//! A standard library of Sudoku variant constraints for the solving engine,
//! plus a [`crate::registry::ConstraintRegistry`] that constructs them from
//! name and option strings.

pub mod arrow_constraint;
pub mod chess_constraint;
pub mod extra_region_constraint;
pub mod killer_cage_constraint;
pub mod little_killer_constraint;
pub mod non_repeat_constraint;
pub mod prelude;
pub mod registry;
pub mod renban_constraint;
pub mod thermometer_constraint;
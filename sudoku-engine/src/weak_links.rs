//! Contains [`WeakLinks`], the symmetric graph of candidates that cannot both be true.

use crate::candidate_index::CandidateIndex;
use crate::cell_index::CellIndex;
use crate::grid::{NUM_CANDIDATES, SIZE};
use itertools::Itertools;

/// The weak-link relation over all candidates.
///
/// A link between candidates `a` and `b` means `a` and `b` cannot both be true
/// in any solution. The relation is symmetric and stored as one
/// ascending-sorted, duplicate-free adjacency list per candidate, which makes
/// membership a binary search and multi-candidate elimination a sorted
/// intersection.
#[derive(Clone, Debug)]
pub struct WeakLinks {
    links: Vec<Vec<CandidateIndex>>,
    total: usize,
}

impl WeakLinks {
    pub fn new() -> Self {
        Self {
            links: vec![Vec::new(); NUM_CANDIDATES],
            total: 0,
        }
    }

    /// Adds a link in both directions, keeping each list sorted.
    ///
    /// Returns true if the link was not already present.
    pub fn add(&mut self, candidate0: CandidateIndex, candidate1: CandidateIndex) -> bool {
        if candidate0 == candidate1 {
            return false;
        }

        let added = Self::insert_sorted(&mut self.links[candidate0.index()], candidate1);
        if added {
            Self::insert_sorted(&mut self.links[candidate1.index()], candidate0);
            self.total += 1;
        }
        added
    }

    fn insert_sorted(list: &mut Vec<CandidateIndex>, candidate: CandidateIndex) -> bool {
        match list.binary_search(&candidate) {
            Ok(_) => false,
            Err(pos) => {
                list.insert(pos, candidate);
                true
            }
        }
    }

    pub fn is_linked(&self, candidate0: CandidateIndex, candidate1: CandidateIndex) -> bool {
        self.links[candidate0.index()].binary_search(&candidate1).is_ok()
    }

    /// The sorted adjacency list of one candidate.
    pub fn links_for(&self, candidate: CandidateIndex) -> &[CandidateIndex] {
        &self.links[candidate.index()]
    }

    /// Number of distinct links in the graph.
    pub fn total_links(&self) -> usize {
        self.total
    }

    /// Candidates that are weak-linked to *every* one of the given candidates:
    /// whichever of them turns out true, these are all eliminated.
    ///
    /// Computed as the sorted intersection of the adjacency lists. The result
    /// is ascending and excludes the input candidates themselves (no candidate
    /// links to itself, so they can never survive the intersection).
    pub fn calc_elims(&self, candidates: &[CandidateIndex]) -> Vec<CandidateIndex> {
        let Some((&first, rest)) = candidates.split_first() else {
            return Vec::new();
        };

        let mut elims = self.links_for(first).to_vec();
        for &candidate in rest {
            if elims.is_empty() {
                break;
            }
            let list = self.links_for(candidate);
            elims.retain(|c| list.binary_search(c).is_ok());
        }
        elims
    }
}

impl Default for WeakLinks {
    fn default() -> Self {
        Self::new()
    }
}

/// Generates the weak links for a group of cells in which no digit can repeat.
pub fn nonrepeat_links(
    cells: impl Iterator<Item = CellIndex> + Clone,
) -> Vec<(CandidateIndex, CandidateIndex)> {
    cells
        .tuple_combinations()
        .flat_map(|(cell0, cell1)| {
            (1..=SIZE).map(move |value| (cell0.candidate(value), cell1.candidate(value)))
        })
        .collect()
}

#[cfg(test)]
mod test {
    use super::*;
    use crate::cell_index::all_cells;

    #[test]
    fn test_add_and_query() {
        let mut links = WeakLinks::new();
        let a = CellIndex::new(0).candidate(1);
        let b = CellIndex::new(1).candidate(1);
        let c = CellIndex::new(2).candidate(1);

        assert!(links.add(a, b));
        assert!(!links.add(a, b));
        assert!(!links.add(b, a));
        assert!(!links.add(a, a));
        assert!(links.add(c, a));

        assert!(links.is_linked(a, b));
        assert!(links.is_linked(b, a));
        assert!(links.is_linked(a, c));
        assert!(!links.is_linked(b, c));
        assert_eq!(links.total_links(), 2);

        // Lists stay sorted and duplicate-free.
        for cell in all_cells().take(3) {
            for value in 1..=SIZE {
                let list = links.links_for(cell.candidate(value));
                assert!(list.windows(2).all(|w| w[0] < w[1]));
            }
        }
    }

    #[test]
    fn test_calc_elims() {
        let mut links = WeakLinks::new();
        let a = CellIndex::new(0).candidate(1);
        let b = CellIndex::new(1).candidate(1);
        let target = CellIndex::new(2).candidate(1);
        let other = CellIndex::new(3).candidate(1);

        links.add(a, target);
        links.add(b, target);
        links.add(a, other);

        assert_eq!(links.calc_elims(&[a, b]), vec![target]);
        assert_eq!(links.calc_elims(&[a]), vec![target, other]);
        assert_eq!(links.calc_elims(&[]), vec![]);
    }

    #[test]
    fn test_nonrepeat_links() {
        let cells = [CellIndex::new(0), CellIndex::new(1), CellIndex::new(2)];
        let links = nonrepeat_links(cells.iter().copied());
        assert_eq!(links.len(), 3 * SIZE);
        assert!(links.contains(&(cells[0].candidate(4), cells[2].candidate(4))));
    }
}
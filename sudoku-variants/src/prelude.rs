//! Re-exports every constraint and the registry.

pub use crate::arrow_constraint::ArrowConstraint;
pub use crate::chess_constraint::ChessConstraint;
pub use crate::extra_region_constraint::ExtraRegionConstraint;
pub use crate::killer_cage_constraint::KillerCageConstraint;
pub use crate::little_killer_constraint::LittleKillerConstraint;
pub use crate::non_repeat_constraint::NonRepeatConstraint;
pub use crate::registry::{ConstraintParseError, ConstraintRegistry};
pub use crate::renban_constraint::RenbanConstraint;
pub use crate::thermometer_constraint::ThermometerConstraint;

--- --- ---

▶ Task prompt
Please print exactly what appears from the first line of the data through the line with "filename sudoku-engine/src/weak_links.rs", including both of those lines and nothing past them.

▶ Response box
//! A standard library of Sudoku variant constraints for the solving engine,
//! plus a [`crate::registry::ConstraintRegistry`] that constructs them from
//! name and option strings.

pub mod arrow_constraint;
pub mod chess_constraint;
pub mod extra_region_constraint;
pub mod killer_cage_constraint;
pub mod little_killer_constraint;
pub mod non_repeat_constraint;
pub mod prelude;
pub mod registry;
pub mod renban_constraint;
pub mod thermometer_constraint;
filename sudoku-engine/src/weak_links.rs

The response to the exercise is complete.